Controleer of de dodemansknop, de
veiligheidsschakelaars en de veiligheidsschermen zijn
bevestigd en naar behoren werken. Gebruik de
machine uitsluitend als deze naar behoren werken.
Gebruiksaanwijzing
Laat de motor niet in een afgesloten ruimte lopen, omdat
zich giftige koolmonoxidedampen kunnen verzamelen.
Alleen bij daglicht of goed kunstlicht maaien.
Alle werktuigkoppelingen uitschakelen, versnelling in
de neutraalstand zetten en de parkeerrem in werking
stellen alvorens de motor te starten.
Gebruik de maaimachine niet op de volgende hellingen:
– dwars op een helling van meer dan 5 ;
– heuvelopwaarts op een helling van meer dan 10 ;
– heuvelafwaarts op een helling van meer dan 15 .
Denk eraan dat elke helling gevaarlijk is. Wees extra
voorzichtig als u rijdt op met gras begroeide hellingen.
Om te voorkomen dat de machine kantelt:
– niet plotseling stoppen of starten bij het op- en
afrijden van hellingen;
– laat de koppeling langzaam opkomen, laat de
machine altijd in de versnelling rijden, vooral
wanneer u een helling afrijdt;
– houd de snelheid laag bij het rijden op hellingen en
in scherpe bochten;
– let op bulten en kuilen en andere verborgen
gevaren;
– maai nooit dwars over een helling, tenzij de
maaimachine speciaal daarvoor is bedoeld.
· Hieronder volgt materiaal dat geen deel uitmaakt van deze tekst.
//! Frame layout: screen tabs with the rates badge, the active screen, a
//! status line and the prompt.

use std::collections::BTreeMap;

use ratatui::{
    layout::{Constraint, Flex, Layout, Rect},
    style::{Color, Modifier, Style},
    text::{Line, Span},
    widgets::{Block, Clear, Paragraph, Tabs},
    Frame,
};

use super::app::{App, InputMode, Screen};
use super::commands::COMMANDS;
use super::screens;
use super::theme;
use super::util::format_amount;
use crate::models::{format_day, REFERENCE_CURRENCY};

/// Keys handled outside of the prompt, as (key, action).
const KEYS: &[(&str, &str)] = &[
    ("1-5, Tab", "switch screen"),
    ("j/k, arrows", "move the cursor"),
    ("g / G", "first / last row"),
    ("Ctrl-d / Ctrl-u", "half a page down / up"),
    (":", "type a command"),
    ("/", "search flows as you type"),
    ("Enter", "flows of the selected account"),
    ("D", "delete the selected flow or account"),
    ("Esc", "drop search and account filter"),
    ("r", "reload from the database"),
    ("?", "toggle this help"),
    ("Ctrl-q, Ctrl-c", "quit"),
];

const HELP_WIDTH: u16 = 78;

pub(crate) fn render(f: &mut Frame, app: &App) {
    let [top, body, status, prompt_area] = Layout::vertical([
        Constraint::Length(1),
        Constraint::Min(5),
        Constraint::Length(1),
        Constraint::Length(1),
    ])
    .areas(f.area());

    render_tabs(f, top, app);
    match app.screen {
        Screen::Dashboard => screens::dashboard::render(f, body, app),
        Screen::Accounts => screens::accounts::render(f, body, app),
        Screen::Flows => screens::flows::render(f, body, app),
        Screen::History => screens::history::render(f, body, app),
        Screen::Stats => screens::stats::render(f, body, app),
    }
    f.render_widget(Paragraph::new(Line::from(status_spans(app, status.width))), status);
    render_prompt(f, prompt_area, app);

    if app.show_help {
        render_help(f, f.area());
    }
}

// ── Top row ──────────────────────────────────────────────────

fn render_tabs(f: &mut Frame, area: Rect, app: &App) {
    let badge = rates_badge(app);
    let [tabs_area, badge_area] =
        Layout::horizontal([Constraint::Min(0), Constraint::Length(badge.width() as u16)])
            .areas(area);

    let selected = Screen::all()
        .iter()
        .position(|s| *s == app.screen)
        .unwrap_or(0);
    let tabs = Tabs::new(
        Screen::all()
            .iter()
            .enumerate()
            .map(|(i, s)| format!("{} {s}", i + 1)),
    )
    .select(selected)
    .style(Style::default().fg(theme::TEXT_DIM).bg(theme::HEADER_BG))
    .highlight_style(
        Style::default()
            .fg(theme::ACCENT)
            .add_modifier(Modifier::BOLD),
    )
    .divider(Span::styled("·", Style::default().fg(theme::OVERLAY)));

    f.render_widget(tabs, tabs_area);
    f.render_widget(
        Paragraph::new(badge).style(Style::default().bg(theme::HEADER_BG)),
        badge_area,
    );
}

/// Where the conversion rates stand: unusable, absent, fetched or typed in.
pub(crate) fn rates_badge(app: &App) -> Line<'static> {
    let rates = &app.snapshot.rates;
    if app.rates_error.is_some() {
        return Line::styled(" rates unusable ", Style::default().fg(theme::RED));
    }
    let text = match (rates.foreign_count(), rates.published()) {
        (0, _) => format!(" {REFERENCE_CURRENCY} only "),
        (n, Some(day)) => format!(" {n} rates of {} ", format_day(day)),
        (n, None) => format!(" {n} rates set by hand "),
    };
    Line::styled(text, Style::default().fg(theme::MAUVE))
}

// ── Status line ──────────────────────────────────────────────

fn status_spans(app: &App, width: u16) -> Vec<Span<'static>> {
    let badge = match app.input_mode {
        InputMode::Normal => theme::ACCENT,
        InputMode::Command => theme::GREEN,
        InputMode::Search => theme::YELLOW,
        InputMode::Confirm => theme::RED,
    };
    let mut spans = vec![
        Span::styled(
            format!(" {} ", app.input_mode),
            Style::default()
                .fg(theme::HEADER_BG)
                .bg(badge)
                .add_modifier(Modifier::BOLD),
        ),
        Span::styled(format!(" {} ", screen_fact(app)), theme::status_bar_style()),
    ];

    let hints: Vec<Span<'static>> = screen_hints(app.screen)
        .iter()
        .flat_map(|(key, what)| {
            [
                Span::styled(
                    format!(" {key}"),
                    Style::default().fg(theme::ACCENT).bg(theme::SURFACE),
                ),
                Span::styled(format!(" {what} "), theme::status_bar_style()),
            ]
        })
        .collect();

    let used: usize = spans.iter().chain(&hints).map(Span::width).sum();
    spans.push(Span::styled(
        " ".repeat((width as usize).saturating_sub(used)),
        theme::status_bar_style(),
    ));
    spans.extend(hints);
    spans
}

/// One figure summing up the active screen.
pub(crate) fn screen_fact(app: &App) -> String {
    match app.screen {
        Screen::Dashboard => match &app.summary {
            Some(summary) => format!("worth {}", format_amount(summary.total, REFERENCE_CURRENCY)),
            None => "worth unknown".to_string(),
        },
        Screen::Accounts => format!("{} accounts", app.snapshot.accounts.len()),
        Screen::Flows => format!(
            "{} of {} movements",
            app.movements.len(),
            app.snapshot.flows.len() + app.snapshot.transfers.len()
        ),
        Screen::History => match (app.history.days().next(), app.history.last_day()) {
            (Some(first), Some(last)) => {
                format!("{} → {}", format_day(first.date), format_day(last.date))
            }
            _ => "no history".to_string(),
        },
        Screen::Stats => format!("since {}", format_day(app.stats_since)),
    }
}

pub(crate) fn screen_hints(screen: Screen) -> &'static [(&'static str, &'static str)] {
    match screen {
        Screen::Dashboard => &[(":rates fetch", "update rates"), ("r", "reload"), ("?", "help")],
        Screen::Accounts => &[("Enter", "flows"), (":account", "new"), ("D", "delete")],
        Screen::Flows => &[("/", "search"), (":edit", "change"), ("D", "delete")],
        Screen::History => &[(":select", "accounts"), (":range", "dates"), (":export-history", "csv")],
        Screen::Stats => &[(":months", "window"), ("?", "help")],
    }
}

// ── Prompt ───────────────────────────────────────────────────

fn render_prompt(f: &mut Frame, area: Rect, app: &App) {
    let (line, cursor) = prompt(app);
    f.render_widget(
        Paragraph::new(line).style(Style::default().bg(theme::COMMAND_BG)),
        area,
    );
    if let Some(offset) = cursor {
        f.set_cursor_position((area.x + offset, area.y));
    }
}

/// Bottom line content, and the cursor column while typing.
pub(crate) fn prompt(app: &App) -> (Line<'_>, Option<u16>) {
    match app.input_mode {
        InputMode::Command => typed(":", theme::ACCENT, &app.command_input, None),
        InputMode::Search => {
            let found = (!app.search_input.is_empty())
                .then(|| format!("  {} found", app.movements.len()));
            typed("/", theme::YELLOW, &app.search_input, found)
        }
        InputMode::Confirm => (
            Line::from(vec![
                Span::styled(app.confirm_message.as_str(), Style::default().fg(theme::YELLOW)),
                Span::styled("  y confirms, n cancels", theme::dim_style()),
            ]),
            None,
        ),
        InputMode::Normal if app.status_message.is_empty() => (
            Line::styled(" ? lists keys and commands", theme::dim_style()),
            None,
        ),
        InputMode::Normal => (
            Line::styled(app.status_message.as_str(), theme::command_bar_style()),
            None,
        ),
    }
}

fn typed<'a>(
    sigil: &'static str,
    color: Color,
    input: &'a str,
    extra: Option<String>,
) -> (Line<'a>, Option<u16>) {
    let mut spans = vec![
        Span::styled(sigil, Style::default().fg(color)),
        Span::styled(input, theme::command_bar_style()),
    ];
    if let Some(extra) = extra {
        spans.push(Span::styled(extra, theme::dim_style()));
    }
    (Line::from(spans), Some((sigil.len() + input.len()) as u16))
}

// ── Help ─────────────────────────────────────────────────────

fn render_help(f: &mut Frame, area: Rect) {
    let lines = help_lines();
    let height = (lines.len() as u16 + 2).min(area.height.saturating_sub(2));
    let popup = centered(area, HELP_WIDTH.min(area.width.saturating_sub(4)), height);

    let block = Block::bordered()
        .title(Span::styled(
            " moneyflow ",
            Style::default()
                .fg(theme::ACCENT)
                .add_modifier(Modifier::BOLD),
        ))
        .title_bottom(Line::styled(" any key closes ", theme::dim_style()).right_aligned())
        .border_style(Style::default().fg(theme::ACCENT))
        .style(Style::default().bg(theme::HEADER_BG));

    f.render_widget(Clear, popup);
    f.render_widget(Paragraph::new(lines).block(block), popup);
}

/// Keys, then one line per command with its aliases.
pub(crate) fn help_lines() -> Vec<Line<'static>> {
    let heading = |text: &'static str| {
        Line::styled(
            text,
            Style::default()
                .fg(theme::YELLOW)
                .add_modifier(Modifier::BOLD),
        )
    };
    let entry = |key: String, what: &'static str| {
        Line::from(vec![
            Span::styled(format!("  {key:<20} "), Style::default().fg(theme::ACCENT)),
            Span::styled(what, theme::normal_style()),
        ])
    };

    let mut lines = vec![heading(" Keys")];
    lines.extend(KEYS.iter().map(|&(key, what)| entry(key.to_string(), what)));
    lines.push(Line::default());
    lines.push(heading(" Commands"));
    for (names, what) in command_groups() {
        lines.push(entry(format!(":{}", names.join(" :")), what));
    }
    lines
}

/// Registered names sharing a description, longest name first.
fn command_groups() -> Vec<(Vec<&'static str>, &'static str)> {
    let mut by_description: BTreeMap<&'static str, Vec<&'static str>> = BTreeMap::new();
    for (&name, command) in COMMANDS.iter() {
        by_description
            .entry(command.description)
            .or_default()
            .push(name);
    }

    let mut groups: Vec<(Vec<&'static str>, &'static str)> = by_description
        .into_iter()
        .map(|(what, mut names)| {
            names.sort_by(|a, b| b.len().cmp(&a.len()).then(a.cmp(b)));
            (names, what)
        })
        .collect();
    groups.sort_by(|a, b| a.0.cmp(&b.0));
    groups
}

fn centered(area: Rect, width: u16, height: u16) -> Rect {
    let [row] = Layout::vertical([Constraint::Length(height)])
        .flex(Flex::Center)
        .areas(area);
    let [cell] = Layout::horizontal([Constraint::Length(width)])
        .flex(Flex::Center)
        .areas(row);
    cell
}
Let op kuilen in het terrein en andere verborgen
gevaren.
Uitkijken voor verkeer bij het oversteken en in de
buurt van de openbare weg.
Zet de maaimessen stil voordat u andere oppervlakken
dan grasvelden oversteekt.
Bij gebruik van werktuigen nooit de afvoeropening
naar omstanders toe richten of personen in de buurt
van de in werking zijnde machine laten komen.
Gebruik de machine nooit als schermen, afdekplaten
of andere beveiligingsmiddelen zijn beschadigd of
ontbreken. Zorg ervoor dat alle interlockschakelaars
zijn aangebracht, correct zijn afgesteld en naar
behoren werken.
Verander de instellingen van de motor niet en voorkom
overbelasting van de motor. De motor met te hoog
toerental laten draaien kan de kans op lichamelijk
letsel vergroten.
Voordat u de bestuurdersplaats verlaat:
– machine laten stoppen op een horizontaal
oppervlak;
– aftakas uitschakelen en werktuigen laten zakken;
– versnelling in neutraalstand zetten en parkeerrem
in werking stellen;
– de motor afzetten.
Aandrijving naar werktuigen uitschakelen bij transport
of als de machine niet in gebruik is.
Motor afzetten en aandrijving naar werktuigen
uitschakelen:
– voor het bijvullen van brandstof,
– voor verwijdering van de grasvanger(s),
– voor de instelling van de maaihoogte, tenzij die
vanaf de bestuurderspositie kan worden ingesteld.